MP8-dependent oxidative dehalogenation: evidence for the direct formation of 1,4-benzoquinone from 4-fluorophenol by a peroxidase-type of reaction pathway.

The present study shows that MP8 in the presence of H2O2 is able to catalyze the rupture of the stable carbon-fluorine bond of 4-fluorophenol, used as a model substrate for the oxidative dehalogenation reaction. 1,4-Benzoquinone was shown to be the primary reaction product. It is also demonstrated that there was significant [18O] incorporation into the product, 1,4-benzoquinone, from 18O-labelled H2(18)O but not from H2(18)O2. This implies that water participates in the reaction mechanism, and acts as a source for the oxygen atom inserted into the product. It also suggests that the reaction is not a result of direct oxygen transfer from H2O2 through the heme catalyst to the product. Furthermore, ascorbic acid, known to efficiently block MP8-catalyzed peroxidase-type conversions, inhibits the MP8-dependent dehalogenation reaction, most likely because of its ability to reduce the phenoxy radical back to the parent substrate. This observation together with the above-mentioned incorporation of oxygen from the solvent into the benzoquinone product indicates that MP8 dehalogenates 4-fluorophenol and converts it to 1,4-benzoquinone in a peroxidase- and not a P-450-type of reaction mechanism.
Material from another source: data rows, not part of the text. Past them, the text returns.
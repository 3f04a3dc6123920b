//! Gradient-boosted trees with a softmax objective

use super::tree::{FeatureBins, RegressionTree, TreeBuilder, TreeParams};
use super::{check_width, log_loss, softmax_in_place, EvalSet, Learner, LearnerType};
use crate::error::{PipelineError, Result};
use ndarray::{Array2, ArrayView2};
use rand::rngs::StdRng;
use rand::{Rng, SeedableRng};
use serde::{Deserialize, Serialize};
use tracing::{debug, info};

/// Boosting hyper-parameters
#[derive(Debug, Clone, PartialEq, Serialize, Deserialize)]
#[serde(default)]
pub struct BoostingParams {
    /// Maximum boosting rounds
    pub n_estimators: usize,
    /// Shrinkage applied to every tree
    pub learning_rate: f64,
    pub max_depth: usize,
    /// Minimum hessian sum per child
    pub min_child_weight: f64,
    /// L2 penalty on leaf values
    pub lambda: f64,
    /// Fraction of rows drawn per round
    pub subsample: f64,
    /// Histogram bins per feature
    pub max_bins: usize,
    /// Rounds without validation improvement before stopping
    pub early_stopping_rounds: usize,
}

impl Default for BoostingParams {
    fn default() -> Self {
        Self {
            n_estimators: 100,
            learning_rate: 0.1,
            max_depth: 6,
            min_child_weight: 1.0,
            lambda: 1.0,
            subsample: 0.8,
            max_bins: 64,
            early_stopping_rounds: 20,
        }
    }
}

/// Multi-class gradient boosting: one tree per class per round
#[derive(Debug, Clone, Serialize, Deserialize)]
pub struct GradientBoosting {
    params: BoostingParams,
    seed: u64,
    n_features: usize,
    n_classes: usize,
    /// Initial logit per class (log prior)
    base_score: Vec<f64>,
    /// `rounds[r][k]` is the tree for class `k` in round `r`
    rounds: Vec<Vec<RegressionTree>>,
    best_iteration: Option<usize>,
}

impl GradientBoosting {
    pub fn new(params: BoostingParams, seed: u64) -> Self {
        Self {
            params,
            seed,
            n_features: 0,
            n_classes: 0,
            base_score: Vec::new(),
            rounds: Vec::new(),
            best_iteration: None,
        }
    }

    /// Rounds kept after early stopping
    pub fn n_rounds(&self) -> usize {
        self.rounds.len()
    }

    pub fn best_iteration(&self) -> Option<usize> {
        self.best_iteration
    }

    fn tree_params(&self) -> TreeParams {
        TreeParams {
            max_depth: self.params.max_depth,
            min_child_weight: self.params.min_child_weight,
            lambda: self.params.lambda,
            shrinkage: self.params.learning_rate,
        }
    }

    fn init_scores(&self, n_rows: usize) -> Array2<f64> {
        let mut scores = Array2::zeros((n_rows, self.n_classes));
        for mut row in scores.rows_mut() {
            for (cell, base) in row.iter_mut().zip(&self.base_score) {
                *cell = *base;
            }
        }
        scores
    }

    fn add_round(scores: &mut Array2<f64>, x: &ArrayView2<f32>, trees: &[RegressionTree]) {
        for (i, row) in x.rows().into_iter().enumerate() {
            for (k, tree) in trees.iter().enumerate() {
                scores[[i, k]] += tree.predict_row(row);
            }
        }
    }

    fn scores_to_proba(mut scores: Array2<f64>) -> Array2<f64> {
        for mut row in scores.rows_mut() {
            if let Some(slice) = row.as_slice_mut() {
                softmax_in_place(slice);
            }
        }
        scores
    }
}

impl Learner for GradientBoosting {
    fn kind(&self) -> LearnerType {
        LearnerType::GradientBoosting
    }

    fn fit(
        &mut self,
        x: ArrayView2<f32>,
        y: &[usize],
        n_classes: usize,
        eval_set: Option<EvalSet<'_>>,
    ) -> Result<()> {
        if x.nrows() != y.len() || y.is_empty() {
            return Err(PipelineError::Training(format!(
                "boosting needs matching non-empty rows and labels, got {} rows and {} labels",
                x.nrows(),
                y.len()
            )));
        }

        if let Some(&bad) = y.iter().find(|&&c| c >= n_classes) {
            return Err(PipelineError::Training(format!(
                "label index {bad} out of range for {n_classes} classes"
            )));
        }

        let n_rows = x.nrows();
        self.n_features = x.ncols();
        self.n_classes = n_classes;
        self.rounds.clear();
        self.best_iteration = None;

        let mut counts = vec![0usize; n_classes];
        for &class in y {
            counts[class] += 1;
        }
        self.base_score = counts
            .iter()
            .map(|&c| ((c as f64 + 1.0) / (n_rows as f64 + n_classes as f64)).ln())
            .collect();

        let bins = FeatureBins::fit(x, self.params.max_bins);
        let binned = bins.bin_matrix(x);
        let params = self.tree_params();
        let mut rng = StdRng::seed_from_u64(self.seed);

        let mut train_scores = self.init_scores(n_rows);
        let mut eval_scores = eval_set.map(|(ex, _)| self.init_scores(ex.nrows()));
        let mut best_loss = f64::INFINITY;
        let mut best_round = 0;

        let mut grad = vec![0.0; n_rows];
        let mut hess = vec![0.0; n_rows];

        for round in 0..self.params.n_estimators {
            let proba = Self::scores_to_proba(train_scores.clone());

            let mut rows: Vec<usize> = (0..n_rows)
                .filter(|_| rng.gen::<f64>() < self.params.subsample)
                .collect();
            if rows.is_empty() {
                rows = (0..n_rows).collect();
            }

            let mut trees = Vec::with_capacity(n_classes);
            for k in 0..n_classes {
                for i in 0..n_rows {
                    let p = proba[[i, k]];
                    let target = if y[i] == k { 1.0 } else { 0.0 };
                    grad[i] = p - target;
                    hess[i] = (p * (1.0 - p)).max(1e-6);
                }
                trees.push(TreeBuilder::new(&bins, &binned, &grad, &hess, params).build(rows.clone()));
            }

            Self::add_round(&mut train_scores, &x, &trees);
            self.rounds.push(trees);

            if let (Some((ex, ey)), Some(scores)) = (eval_set, eval_scores.as_mut()) {
                if let Some(trees) = self.rounds.last() {
                    Self::add_round(scores, &ex, trees);
                }
                let loss = log_loss(&Self::scores_to_proba(scores.clone()), ey);
                debug!(round = round, eval_mlogloss = loss, "Boosting round");

                if loss < best_loss {
                    best_loss = loss;
                    best_round = round;
                } else if round - best_round >= self.params.early_stopping_rounds {
                    info!(
                        best_round = best_round,
                        eval_mlogloss = best_loss,
                        "Early stopping"
                    );
                    break;
                }
            }
        }

        if eval_set.is_some() && !self.rounds.is_empty() {
            self.rounds.truncate(best_round + 1);
            self.best_iteration = Some(best_round);
        }

        info!(
            rounds = self.rounds.len(),
            features = self.n_features,
            classes = self.n_classes,
            "Gradient boosting fitted"
        );

        Ok(())
    }

    fn predict_proba(&self, x: ArrayView2<f32>) -> Result<Array2<f64>> {
        if !self.is_fitted() {
            return Err(PipelineError::Training("model is not fitted".to_string()));
        }
        check_width(self.n_features, &x)?;

        let mut scores = self.init_scores(x.nrows());
        for trees in &self.rounds {
            Self::add_round(&mut scores, &x, trees);
        }
        Ok(Self::scores_to_proba(scores))
    }

    fn feature_importances(&self) -> Option<Vec<f64>> {
        if !self.is_fitted() {
            return None;
        }
        let mut importances = vec![0.0; self.n_features];
        for tree in self.rounds.iter().flatten() {
            tree.accumulate_gain(&mut importances);
        }
        let total: f64 = importances.iter().sum();
        if total > 0.0 {
            importances.iter_mut().for_each(|v| *v /= total);
        }
        Some(importances)
    }

    fn n_features(&self) -> usize {
        self.n_features
    }

    fn n_classes(&self) -> usize {
        self.n_classes
    }
}

#[cfg(test)]
mod tests {
    use super::*;
    use ndarray::Array2;

    /// Three well separated classes along the first feature
    fn toy_data() -> (Array2<f32>, Vec<usize>) {
        let mut values = Vec::new();
        let mut labels = Vec::new();
        for i in 0..90 {
            let class = i % 3;
            values.push(class as f32 * 10.0 + (i as f32 % 7.0) * 0.1);
            values.push((i % 5) as f32);
            labels.push(class);
        }
        (Array2::from_shape_vec((90, 2), values).unwrap(), labels)
    }

    fn small_params() -> BoostingParams {
        BoostingParams {
            n_estimators: 20,
            subsample: 1.0,
            max_depth: 3,
            ..BoostingParams::default()
        }
    }

    #[test]
    fn test_boosting_learns_separable_classes() {
        let (x, y) = toy_data();
        let mut model = GradientBoosting::new(small_params(), 42);
        model.fit(x.view(), &y, 3, None).unwrap();

        let predicted = model.predict(x.view()).unwrap();
        assert_eq!(predicted, y);

        let proba = model.predict_proba(x.view()).unwrap();
        for row in proba.rows() {
            assert!((row.sum() - 1.0).abs() < 1e-9);
        }
    }

    #[test]
    fn test_importances_favor_informative_feature() {
        let (x, y) = toy_data();
        let mut model = GradientBoosting::new(small_params(), 42);
        model.fit(x.view(), &y, 3, None).unwrap();

        let importances = model.feature_importances().unwrap();
        assert!((importances.iter().sum::<f64>() - 1.0).abs() < 1e-9);
        assert!(importances[0] > importances[1]);
    }

    #[test]
    fn test_early_stopping_truncates_rounds() {
        let (x, y) = toy_data();
        let params = BoostingParams {
            n_estimators: 200,
            early_stopping_rounds: 3,
            ..small_params()
        };
        let mut model = GradientBoosting::new(params, 42);
        model.fit(x.view(), &y, 3, Some((x.view(), &y))).unwrap();

        let best = model.best_iteration().unwrap();
        assert_eq!(model.n_rounds(), best + 1);
    }

    #[test]
    fn test_width_mismatch_rejected() {
        let (x, y) = toy_data();
        let mut model = GradientBoosting::new(small_params(), 42);
        model.fit(x.view(), &y, 3, None).unwrap();

        let narrow = Array2::<f32>::zeros((1, 1));
        assert!(model.predict_proba(narrow.view()).is_err());
    }

    #[test]
    fn test_serialized_model_predicts_identically() {
        let (x, y) = toy_data();
        let mut model = GradientBoosting::new(small_params(), 42);
        model.fit(x.view(), &y, 3, None).unwrap();

        let json = serde_json::to_string(&model).unwrap();
        let restored: GradientBoosting = serde_json::from_str(&json).unwrap();
        let before = model.predict_proba(x.view()).unwrap();
        let after = restored.predict_proba(x.view()).unwrap();
        for (a, b) in before.iter().zip(after.iter()) {
            assert!((a - b).abs() < 1e-9);
        }
    }
}
//! Prediction monitoring and feature drift detection

use crate::error::{PipelineError, Result};
use crate::features::aggregates::quantile;
use crate::features::FeatureFrame;
use crate::training::RobustScaler;
use crate::types::PredictionRecord;
use chrono::{DateTime, Utc};
use serde::{Deserialize, Serialize};
use std::fs::{File, OpenOptions};
use std::io::{BufWriter, Write};
use std::path::Path;
use tracing::{info, warn};

/// One logged prediction
#[derive(Debug, Clone, PartialEq, Serialize, Deserialize)]
pub struct MonitorEntry {
    pub logged_at: DateTime<Utc>,
    pub device_id: String,
    pub predicted_failure: bool,
    pub predicted_types: Vec<String>,
    pub max_confidence: Option<f64>,
    pub error: Option<String>,
    pub actual_failure: Option<String>,
}

#[derive(Debug, Clone, Copy, PartialEq, Eq, Serialize, Deserialize)]
#[serde(rename_all = "snake_case")]
pub enum MonitoringStatus {
    NoPredictions,
    Active,
}

/// Aggregate view over the prediction log
#[derive(Debug, Clone, PartialEq, Serialize, Deserialize)]
pub struct MonitoringReport {
    pub status: MonitoringStatus,
    pub total_predictions: usize,
    pub labeled_predictions: usize,
    pub failed_predictions: usize,
    /// `failure_predicted` against `actual != none`, over labelled entries
    pub accuracy: Option<f64>,
    pub average_confidence: Option<f64>,
    pub failure_prediction_rate: Option<f64>,
    pub report_timestamp: DateTime<Utc>,
}

/// Training-time reference point for drift checks
#[derive(Debug, Clone, PartialEq)]
pub struct DriftBaseline {
    pub feature_columns: Vec<String>,
    pub center: Vec<f64>,
    pub scale: Vec<f64>,
    pub threshold: f64,
}

impl DriftBaseline {
    pub fn from_scaler(feature_columns: &[String], scaler: &RobustScaler, threshold: f64) -> Self {
        Self {
            feature_columns: feature_columns.to_vec(),
            center: scaler.center().to_vec(),
            scale: scaler.scale().to_vec(),
            threshold,
        }
    }
}

#[derive(Debug, Clone, PartialEq, Serialize, Deserialize)]
pub struct FeatureDrift {
    pub feature: String,
    pub baseline_median: f64,
    pub recent_median: f64,
    /// `|recent - baseline| / scale`
    pub shift: f64,
}

#[derive(Debug, Clone, PartialEq, Serialize, Deserialize)]
pub struct DriftReport {
    pub rows: usize,
    pub features_checked: usize,
    pub threshold: f64,
    /// Drifted features, largest shift first
    pub drifted_features: Vec<FeatureDrift>,
}

impl DriftReport {
    pub fn drift_detected(&self) -> bool {
        !self.drifted_features.is_empty()
    }
}

/// Append-only prediction log with an optional JSON-lines sink
#[derive(Debug, Default)]
pub struct ModelMonitor {
    entries: Vec<MonitorEntry>,
    sink: Option<BufWriter<File>>,
    baseline: Option<DriftBaseline>,
}

impl ModelMonitor {
    pub fn new() -> Self {
        Self::default()
    }

    /// Also append every logged entry to `path` as one JSON line
    pub fn with_log_file<P: AsRef<Path>>(mut self, path: P) -> Result<Self> {
        let path = path.as_ref();
        if let Some(parent) = path.parent().filter(|p| !p.as_os_str().is_empty()) {
            std::fs::create_dir_all(parent)?;
        }
        let file = OpenOptions::new().create(true).append(true).open(path)?;
        info!(path = %path.display(), "Prediction log opened");
        self.sink = Some(BufWriter::new(file));
        Ok(self)
    }

    pub fn with_baseline(mut self, baseline: DriftBaseline) -> Self {
        self.baseline = Some(baseline);
        self
    }

    pub fn len(&self) -> usize {
        self.entries.len()
    }

    pub fn is_empty(&self) -> bool {
        self.entries.is_empty()
    }

    pub fn entries(&self) -> &[MonitorEntry] {
        &self.entries
    }

    /// Record a prediction and, when known, the actual failure type
    pub fn log(&mut self, prediction: &PredictionRecord, actual: Option<&str>) -> Result<()> {
        let entry = MonitorEntry {
            logged_at: Utc::now(),
            device_id: prediction.device_id.clone(),
            predicted_failure: prediction.failure_predicted(),
            predicted_types: prediction.failure_types().to_vec(),
            max_confidence: prediction.max_confidence(),
            error: prediction.error().map(str::to_string),
            actual_failure: actual.map(str::to_string),
        };

        if let Some(sink) = self.sink.as_mut() {
            serde_json::to_writer(&mut *sink, &entry)?;
            sink.write_all(b"\n")?;
        }
        self.entries.push(entry);
        Ok(())
    }

    /// Flush the JSON-lines sink, if any
    pub fn flush(&mut self) -> Result<()> {
        if let Some(sink) = self.sink.as_mut() {
            sink.flush()?;
        }
        Ok(())
    }

    pub fn report(&self) -> MonitoringReport {
        let total = self.entries.len();
        let fraction = |count: usize, of: usize| (of > 0).then(|| count as f64 / of as f64);

        let labeled: Vec<&MonitorEntry> = self
            .entries
            .iter()
            .filter(|e| e.actual_failure.is_some())
            .collect();
        // failed predictions count as wrong
        let correct = labeled
            .iter()
            .filter(|e| e.error.is_none())
            .filter(|e| e.predicted_failure == (e.actual_failure.as_deref() != Some("none")))
            .count();

        let confidences: Vec<f64> = self.entries.iter().filter_map(|e| e.max_confidence).collect();
        let average_confidence = (!confidences.is_empty())
            .then(|| confidences.iter().sum::<f64>() / confidences.len() as f64);

        let predicted = self.entries.iter().filter(|e| e.predicted_failure).count();
        let failed = self.entries.iter().filter(|e| e.error.is_some()).count();

        MonitoringReport {
            status: if total == 0 {
                MonitoringStatus::NoPredictions
            } else {
                MonitoringStatus::Active
            },
            total_predictions: total,
            labeled_predictions: labeled.len(),
            failed_predictions: failed,
            accuracy: fraction(correct, labeled.len()),
            average_confidence,
            failure_prediction_rate: fraction(predicted, total),
            report_timestamp: Utc::now(),
        }
    }

    /// Compare per-feature medians of `recent` against the baseline
    pub fn drift(&self, recent: &FeatureFrame) -> Result<DriftReport> {
        let baseline = self.baseline.as_ref().ok_or_else(|| {
            PipelineError::InvalidArtifact("no drift baseline configured".to_string())
        })?;

        let missing: Vec<String> = baseline
            .feature_columns
            .iter()
            .filter(|name| recent.column(name).is_none())
            .cloned()
            .collect();
        if !missing.is_empty() {
            return Err(PipelineError::SchemaMismatch { missing });
        }

        let mut drifted = Vec::new();
        for (i, name) in baseline.feature_columns.iter().enumerate() {
            let Some(column) = recent.column(name) else {
                continue;
            };
            let mut values: Vec<f64> = column.values.iter().flatten().copied().collect();
            let Some(recent_median) = quantile(&mut values, 0.5) else {
                continue;
            };

            let shift = (recent_median - baseline.center[i]).abs() / baseline.scale[i];
            if shift > baseline.threshold {
                drifted.push(FeatureDrift {
                    feature: name.clone(),
                    baseline_median: baseline.center[i],
                    recent_median,
                    shift,
                });
            }
        }
        drifted.sort_by(|a, b| b.shift.total_cmp(&a.shift));

        let report = DriftReport {
            rows: recent.n_rows(),
            features_checked: baseline.feature_columns.len(),
            threshold: baseline.threshold,
            drifted_features: drifted,
        };
        if report.drift_detected() {
            warn!(
                drifted = report.drifted_features.len(),
                top_feature = %report.drifted_features[0].feature,
                top_shift = report.drifted_features[0].shift,
                "Feature drift detected"
            );
        }
        Ok(report)
    }

    /// Log a boxed summary of the prediction log
    pub fn print_summary(&self) {
        let report = self.report();
        let percent = |value: Option<f64>| value.map_or("n/a".to_string(), |v| format!("{:.1}%", v * 100.0));

        info!("╔══════════════════════════════════════════════════════════════╗");
        info!("║           DEVICE FAILURE PREDICTOR - MONITOR SUMMARY         ║");
        info!("╠══════════════════════════════════════════════════════════════╣");
        info!(
            "║ Predictions: {:>8}  │  Labeled: {:>8}  │  Errors: {:>6} ║",
            report.total_predictions, report.labeled_predictions, report.failed_predictions
        );
        info!(
            "║ Failure Rate: {:>7}  │  Accuracy: {:>7}                  ║",
            percent(report.failure_prediction_rate),
            percent(report.accuracy)
        );
        info!(
            "║ Avg Confidence: {:>7}                                      ║",
            percent(report.average_confidence)
        );
        info!("╚══════════════════════════════════════════════════════════════╝");
    }
}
Overall, our results indicate that the oxidative dehalo genation of para-halogenated phenols, resulting in the formation of benzoquinones, is not specific only for cytochrome P-450 enzymes. Hemoproteins exhibiting peroxidase activity could also play a role in the metabolism of these xenobiotics, resulting in the formation of electrophilic reactive benzoquinone type metabolites.